REQUIRED ACTION: Transcribe, word for word and without additions, each line below from the one containing "more input series." through the one containing "if start > end", both ends included.

RECORDS TO USE:
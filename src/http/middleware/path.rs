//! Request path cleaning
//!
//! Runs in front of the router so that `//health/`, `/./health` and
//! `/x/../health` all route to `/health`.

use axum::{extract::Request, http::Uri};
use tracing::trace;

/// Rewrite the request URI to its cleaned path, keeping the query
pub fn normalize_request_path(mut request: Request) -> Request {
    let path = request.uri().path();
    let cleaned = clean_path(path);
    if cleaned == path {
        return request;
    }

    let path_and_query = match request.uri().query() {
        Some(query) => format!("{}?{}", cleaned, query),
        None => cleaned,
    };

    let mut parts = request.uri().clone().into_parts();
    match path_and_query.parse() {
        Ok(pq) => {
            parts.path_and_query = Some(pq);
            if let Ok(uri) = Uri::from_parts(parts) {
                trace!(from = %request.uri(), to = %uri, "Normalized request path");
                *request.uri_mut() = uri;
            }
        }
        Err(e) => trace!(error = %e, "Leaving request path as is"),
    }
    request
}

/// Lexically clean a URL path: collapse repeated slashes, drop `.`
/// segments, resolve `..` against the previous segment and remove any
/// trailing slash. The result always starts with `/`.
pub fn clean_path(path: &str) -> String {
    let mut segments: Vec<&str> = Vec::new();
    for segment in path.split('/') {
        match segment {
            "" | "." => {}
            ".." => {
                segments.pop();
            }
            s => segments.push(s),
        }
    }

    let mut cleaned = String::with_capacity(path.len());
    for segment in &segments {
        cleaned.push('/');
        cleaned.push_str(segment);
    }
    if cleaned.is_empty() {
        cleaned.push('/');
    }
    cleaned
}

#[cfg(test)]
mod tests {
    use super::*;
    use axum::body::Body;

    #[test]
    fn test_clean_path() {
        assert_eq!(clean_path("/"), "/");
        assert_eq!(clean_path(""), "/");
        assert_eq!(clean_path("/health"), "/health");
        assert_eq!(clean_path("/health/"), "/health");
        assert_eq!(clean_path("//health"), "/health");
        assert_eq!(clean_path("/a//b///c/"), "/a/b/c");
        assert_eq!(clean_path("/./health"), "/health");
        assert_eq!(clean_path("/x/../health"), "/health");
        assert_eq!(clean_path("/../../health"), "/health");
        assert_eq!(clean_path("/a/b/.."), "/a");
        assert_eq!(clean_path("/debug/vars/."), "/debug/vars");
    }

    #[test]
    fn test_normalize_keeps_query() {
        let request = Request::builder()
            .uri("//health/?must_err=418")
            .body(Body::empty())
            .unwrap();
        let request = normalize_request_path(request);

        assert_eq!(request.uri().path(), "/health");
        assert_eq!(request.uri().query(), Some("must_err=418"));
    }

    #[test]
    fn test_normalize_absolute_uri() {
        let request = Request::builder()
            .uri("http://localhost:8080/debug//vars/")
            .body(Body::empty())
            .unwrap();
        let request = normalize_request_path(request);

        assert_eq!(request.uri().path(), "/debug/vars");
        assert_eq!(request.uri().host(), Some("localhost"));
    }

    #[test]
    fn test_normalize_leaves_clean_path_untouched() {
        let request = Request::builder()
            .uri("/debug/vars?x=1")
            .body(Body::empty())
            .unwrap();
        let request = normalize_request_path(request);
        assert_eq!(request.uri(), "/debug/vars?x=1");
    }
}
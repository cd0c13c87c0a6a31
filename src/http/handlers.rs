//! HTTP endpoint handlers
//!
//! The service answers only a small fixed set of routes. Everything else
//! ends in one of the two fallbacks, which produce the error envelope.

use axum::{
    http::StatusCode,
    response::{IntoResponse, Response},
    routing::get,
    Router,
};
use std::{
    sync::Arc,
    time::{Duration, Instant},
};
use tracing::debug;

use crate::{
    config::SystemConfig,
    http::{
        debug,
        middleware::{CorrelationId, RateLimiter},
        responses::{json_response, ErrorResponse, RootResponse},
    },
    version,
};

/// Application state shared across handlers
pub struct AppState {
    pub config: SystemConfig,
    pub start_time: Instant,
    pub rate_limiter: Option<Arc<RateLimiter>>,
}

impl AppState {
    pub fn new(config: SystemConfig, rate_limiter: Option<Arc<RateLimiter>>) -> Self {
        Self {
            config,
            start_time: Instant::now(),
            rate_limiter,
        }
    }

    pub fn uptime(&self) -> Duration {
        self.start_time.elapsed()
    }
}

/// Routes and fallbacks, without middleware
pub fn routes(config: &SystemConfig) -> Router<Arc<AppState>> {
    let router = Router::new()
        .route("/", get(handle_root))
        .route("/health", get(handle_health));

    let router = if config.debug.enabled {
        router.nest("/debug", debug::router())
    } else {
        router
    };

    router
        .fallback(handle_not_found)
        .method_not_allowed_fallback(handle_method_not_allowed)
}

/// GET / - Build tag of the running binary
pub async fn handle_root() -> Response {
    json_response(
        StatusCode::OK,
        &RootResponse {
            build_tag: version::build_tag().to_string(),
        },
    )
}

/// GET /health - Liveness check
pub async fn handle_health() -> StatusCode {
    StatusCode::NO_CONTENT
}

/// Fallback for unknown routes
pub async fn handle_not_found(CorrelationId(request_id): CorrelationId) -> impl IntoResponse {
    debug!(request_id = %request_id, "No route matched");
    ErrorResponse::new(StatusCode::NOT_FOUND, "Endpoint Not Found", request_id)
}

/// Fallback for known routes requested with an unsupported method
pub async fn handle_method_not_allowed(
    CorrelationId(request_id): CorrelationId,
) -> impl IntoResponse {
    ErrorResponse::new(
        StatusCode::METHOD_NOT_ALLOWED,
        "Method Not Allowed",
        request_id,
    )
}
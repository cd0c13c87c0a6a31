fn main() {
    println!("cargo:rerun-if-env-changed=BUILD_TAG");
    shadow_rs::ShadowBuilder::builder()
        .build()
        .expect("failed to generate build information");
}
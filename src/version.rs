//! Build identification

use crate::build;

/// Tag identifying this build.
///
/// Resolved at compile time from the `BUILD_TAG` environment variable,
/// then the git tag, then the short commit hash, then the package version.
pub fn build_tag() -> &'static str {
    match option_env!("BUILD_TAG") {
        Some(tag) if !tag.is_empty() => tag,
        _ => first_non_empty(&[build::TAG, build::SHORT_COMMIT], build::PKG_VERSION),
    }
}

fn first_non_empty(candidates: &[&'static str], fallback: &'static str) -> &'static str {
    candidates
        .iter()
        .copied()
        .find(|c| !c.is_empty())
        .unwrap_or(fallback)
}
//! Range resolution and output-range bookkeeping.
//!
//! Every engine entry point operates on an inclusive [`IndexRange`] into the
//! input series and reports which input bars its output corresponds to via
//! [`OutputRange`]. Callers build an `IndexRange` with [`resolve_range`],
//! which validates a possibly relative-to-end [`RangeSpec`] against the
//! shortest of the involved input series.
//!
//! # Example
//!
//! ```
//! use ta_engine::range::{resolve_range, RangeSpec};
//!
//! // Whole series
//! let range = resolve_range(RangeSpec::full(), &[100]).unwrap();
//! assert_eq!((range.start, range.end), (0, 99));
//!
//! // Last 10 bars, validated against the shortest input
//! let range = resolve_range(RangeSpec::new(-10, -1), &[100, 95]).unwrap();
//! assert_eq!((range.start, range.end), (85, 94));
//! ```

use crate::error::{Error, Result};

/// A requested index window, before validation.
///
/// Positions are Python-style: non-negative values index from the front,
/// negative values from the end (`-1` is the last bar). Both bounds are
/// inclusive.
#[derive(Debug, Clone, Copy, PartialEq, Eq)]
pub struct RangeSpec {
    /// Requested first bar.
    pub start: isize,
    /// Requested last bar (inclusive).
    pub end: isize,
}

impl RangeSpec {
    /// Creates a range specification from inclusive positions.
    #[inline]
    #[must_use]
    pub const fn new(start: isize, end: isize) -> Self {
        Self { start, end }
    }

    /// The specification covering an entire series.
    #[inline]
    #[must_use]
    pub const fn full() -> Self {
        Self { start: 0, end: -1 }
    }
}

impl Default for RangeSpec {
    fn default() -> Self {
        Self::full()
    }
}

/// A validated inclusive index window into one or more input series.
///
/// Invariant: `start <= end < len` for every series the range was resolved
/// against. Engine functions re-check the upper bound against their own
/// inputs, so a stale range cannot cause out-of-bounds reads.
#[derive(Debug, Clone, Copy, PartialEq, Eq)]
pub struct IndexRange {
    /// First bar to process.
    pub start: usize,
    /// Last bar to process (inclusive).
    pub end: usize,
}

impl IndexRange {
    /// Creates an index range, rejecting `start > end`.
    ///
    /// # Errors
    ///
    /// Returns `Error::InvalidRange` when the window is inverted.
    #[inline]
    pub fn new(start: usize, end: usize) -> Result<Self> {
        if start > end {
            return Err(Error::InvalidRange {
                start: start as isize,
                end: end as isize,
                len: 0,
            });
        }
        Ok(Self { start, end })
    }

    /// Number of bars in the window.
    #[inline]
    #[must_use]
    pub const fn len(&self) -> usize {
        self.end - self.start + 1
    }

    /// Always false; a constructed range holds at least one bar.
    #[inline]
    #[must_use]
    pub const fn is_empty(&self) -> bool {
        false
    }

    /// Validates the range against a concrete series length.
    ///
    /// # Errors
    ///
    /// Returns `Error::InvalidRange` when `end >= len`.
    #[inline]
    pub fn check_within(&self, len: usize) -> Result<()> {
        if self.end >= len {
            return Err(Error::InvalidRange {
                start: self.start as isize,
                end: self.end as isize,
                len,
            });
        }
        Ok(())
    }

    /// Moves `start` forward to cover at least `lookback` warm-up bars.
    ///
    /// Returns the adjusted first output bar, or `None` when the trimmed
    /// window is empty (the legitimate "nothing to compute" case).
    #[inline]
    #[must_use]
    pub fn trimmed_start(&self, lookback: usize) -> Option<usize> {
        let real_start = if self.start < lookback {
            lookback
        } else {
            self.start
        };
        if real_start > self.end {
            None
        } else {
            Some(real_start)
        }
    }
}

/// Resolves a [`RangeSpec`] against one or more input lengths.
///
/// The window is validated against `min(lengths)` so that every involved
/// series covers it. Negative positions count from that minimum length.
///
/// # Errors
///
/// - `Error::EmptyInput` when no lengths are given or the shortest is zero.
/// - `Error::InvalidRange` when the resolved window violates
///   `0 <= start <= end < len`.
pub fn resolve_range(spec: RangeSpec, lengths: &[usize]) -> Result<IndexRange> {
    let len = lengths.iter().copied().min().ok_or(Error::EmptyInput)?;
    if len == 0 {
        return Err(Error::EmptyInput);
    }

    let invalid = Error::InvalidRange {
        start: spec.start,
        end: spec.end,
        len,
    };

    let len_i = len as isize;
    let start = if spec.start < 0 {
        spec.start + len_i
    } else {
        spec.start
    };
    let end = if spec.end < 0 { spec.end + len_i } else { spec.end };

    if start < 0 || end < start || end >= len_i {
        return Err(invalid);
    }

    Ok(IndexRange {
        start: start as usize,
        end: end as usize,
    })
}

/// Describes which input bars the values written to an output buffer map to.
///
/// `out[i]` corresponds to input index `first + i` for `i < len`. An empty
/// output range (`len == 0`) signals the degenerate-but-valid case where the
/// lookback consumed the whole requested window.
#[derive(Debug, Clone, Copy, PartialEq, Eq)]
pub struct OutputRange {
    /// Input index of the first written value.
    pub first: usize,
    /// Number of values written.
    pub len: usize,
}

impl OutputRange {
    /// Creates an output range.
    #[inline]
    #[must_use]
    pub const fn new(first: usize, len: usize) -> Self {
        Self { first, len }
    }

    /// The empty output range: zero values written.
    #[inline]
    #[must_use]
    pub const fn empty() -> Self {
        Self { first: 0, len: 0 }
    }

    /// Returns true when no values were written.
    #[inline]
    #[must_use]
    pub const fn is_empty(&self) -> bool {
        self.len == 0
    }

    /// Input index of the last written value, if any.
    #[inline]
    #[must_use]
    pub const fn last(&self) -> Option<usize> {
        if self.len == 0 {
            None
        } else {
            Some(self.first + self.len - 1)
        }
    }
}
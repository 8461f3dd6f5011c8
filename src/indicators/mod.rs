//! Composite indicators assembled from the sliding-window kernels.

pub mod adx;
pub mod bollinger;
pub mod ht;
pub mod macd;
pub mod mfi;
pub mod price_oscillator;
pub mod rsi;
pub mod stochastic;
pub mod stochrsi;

--

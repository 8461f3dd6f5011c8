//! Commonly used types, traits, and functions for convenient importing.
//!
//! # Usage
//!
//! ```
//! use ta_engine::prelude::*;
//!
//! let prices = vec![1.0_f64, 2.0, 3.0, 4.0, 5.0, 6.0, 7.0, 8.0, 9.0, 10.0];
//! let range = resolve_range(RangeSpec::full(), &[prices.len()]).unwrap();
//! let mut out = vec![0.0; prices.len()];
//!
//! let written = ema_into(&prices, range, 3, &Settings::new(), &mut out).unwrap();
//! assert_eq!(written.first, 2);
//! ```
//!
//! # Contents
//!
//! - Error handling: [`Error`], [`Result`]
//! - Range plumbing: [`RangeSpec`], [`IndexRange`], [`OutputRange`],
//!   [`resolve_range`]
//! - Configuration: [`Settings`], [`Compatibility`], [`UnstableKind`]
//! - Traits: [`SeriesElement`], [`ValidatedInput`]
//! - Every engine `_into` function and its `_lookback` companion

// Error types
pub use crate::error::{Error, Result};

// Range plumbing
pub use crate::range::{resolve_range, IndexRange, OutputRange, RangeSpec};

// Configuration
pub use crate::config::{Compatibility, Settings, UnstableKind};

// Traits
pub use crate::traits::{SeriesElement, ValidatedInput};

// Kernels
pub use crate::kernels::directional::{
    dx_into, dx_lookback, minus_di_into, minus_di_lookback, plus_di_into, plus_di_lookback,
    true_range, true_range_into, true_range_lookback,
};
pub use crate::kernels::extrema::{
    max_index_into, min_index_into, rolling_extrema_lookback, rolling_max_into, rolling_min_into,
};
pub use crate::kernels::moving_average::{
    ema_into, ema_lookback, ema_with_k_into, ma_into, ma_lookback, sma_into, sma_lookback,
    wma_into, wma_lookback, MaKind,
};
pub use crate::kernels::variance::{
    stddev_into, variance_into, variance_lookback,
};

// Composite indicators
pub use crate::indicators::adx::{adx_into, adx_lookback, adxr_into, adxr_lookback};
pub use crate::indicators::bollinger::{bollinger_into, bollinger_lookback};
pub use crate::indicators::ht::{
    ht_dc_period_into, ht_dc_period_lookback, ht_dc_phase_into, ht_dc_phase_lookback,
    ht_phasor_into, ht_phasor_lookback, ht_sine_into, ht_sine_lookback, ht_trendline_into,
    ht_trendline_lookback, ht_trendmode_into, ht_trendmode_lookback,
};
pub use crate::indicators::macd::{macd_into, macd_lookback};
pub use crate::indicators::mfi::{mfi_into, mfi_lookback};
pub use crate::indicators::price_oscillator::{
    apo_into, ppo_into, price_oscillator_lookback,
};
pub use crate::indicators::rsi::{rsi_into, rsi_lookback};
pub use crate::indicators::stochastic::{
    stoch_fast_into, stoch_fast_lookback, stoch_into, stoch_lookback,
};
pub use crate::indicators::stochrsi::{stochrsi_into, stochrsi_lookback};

SOLUTION FOR THIS TASK:
/// A validated inclusive index window into one or more input series.
///
/// Invariant: `start <= end < len` for every series the range was resolved
/// against. Engine functions re-check the upper bound against their own
/// inputs, so a stale range cannot cause out-of-bounds reads.
#[derive(Debug, Clone, Copy, PartialEq, Eq)]
pub struct IndexRange {
    /// First bar to process.
    pub start: usize,
    /// Last bar to process (inclusive).
    pub end: usize,
}

impl IndexRange {
    /// Creates an index range, rejecting `start > end`.
    ///
    /// # Errors
    ///
    /// Returns `Error::InvalidRange` when the window is inverted.
    #[inline]
    pub fn new(start: usize, end: usize) -> Result<Self> {
        if start > end {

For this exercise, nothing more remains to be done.